Instructions for the task:
Reproduce each line of the material exactly as it reads.

(Information shown Opens)

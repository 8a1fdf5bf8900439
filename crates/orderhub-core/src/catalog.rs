//! SKU catalog lookups used when pricing orders.

use crate::handlers::{require_admin, require_text};
use crate::EngineError;
use orderhub_storage::StorageService;
use orderhub_types::{Actor, SkuRecord, StorageKey};
use rust_decimal::Decimal;
use std::sync::Arc;

pub struct CatalogService {
	storage: Arc<StorageService>,
}

impl CatalogService {
	pub fn new(storage: Arc<StorageService>) -> Self {
		Self { storage }
	}

	pub async fn get_sku(&self, sku_id: u64) -> Result<SkuRecord, EngineError> {
		self.storage
			.find(StorageKey::Skus.as_str(), &sku_id.to_string())
			.await
			.map_err(|e| EngineError::Storage(e.to_string()))?
			.ok_or_else(|| EngineError::NotFound(format!("sku {}", sku_id)))
	}

	/// Creates or replaces a SKU. Administrators only.
	pub async fn upsert_sku(&self, actor: &Actor, sku: SkuRecord) -> Result<SkuRecord, EngineError> {
		require_admin(actor)?;
		require_text("name", &sku.name)?;
		if sku.base_price < Decimal::ZERO {
			return Err(EngineError::Validation(
				"base_price cannot be negative".into(),
			));
		}
		self.storage
			.store(StorageKey::Skus.as_str(), &sku.id.to_string(), &sku)
			.await
			.map_err(|e| EngineError::Storage(e.to_string()))?;
		tracing::info!(sku_id = sku.id, supplier_id = sku.supplier_id, "SKU saved");
		Ok(sku)
	}
}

(Information shown Closes)

Your solution:
repository 8a1fdf5bf8900439
filename crates/orderhub-core/src/catalog.rs
//! SKU catalog lookups used when pricing orders.

use crate::handlers::{require_admin, require_text};
use crate::EngineError;
use orderhub_storage::StorageService;
use orderhub_types::{Actor, SkuRecord, StorageKey};
use rust_decimal::Decimal;
use std::sync::Arc;

pub struct CatalogService {
	storage: Arc<StorageService>,
}

impl CatalogService {
	pub fn new(storage: Arc<StorageService>) -> Self {
		Self { storage }
	}

	pub async fn get_sku(&self, sku_id: u64) -> Result<SkuRecord, EngineError> {
		self.storage
			.find(StorageKey::Skus.as_str(), &sku_id.to_string())
			.await
			.map_err(|e| EngineError::Storage(e.to_string()))?
			.ok_or_else(|| EngineError::NotFound(format!("sku {}", sku_id)))
	}

	/// Creates or replaces a SKU. Administrators only.
	pub async fn upsert_sku(&self, actor: &Actor, sku: SkuRecord) -> Result<SkuRecord, EngineError> {
		require_admin(actor)?;
		require_text("name", &sku.name)?;
		if sku.base_price < Decimal::ZERO {
			return Err(EngineError::Validation(
				"base_price cannot be negative".into(),
			));
		}
		self.storage
			.store(StorageKey::Skus.as_str(), &sku.id.to_string(), &sku)
			.await
			.map_err(|e| EngineError::Storage(e.to_string()))?;
		tracing::info!(sku_id = sku.id, supplier_id = sku.supplier_id, "SKU saved");
		Ok(sku)
	}
}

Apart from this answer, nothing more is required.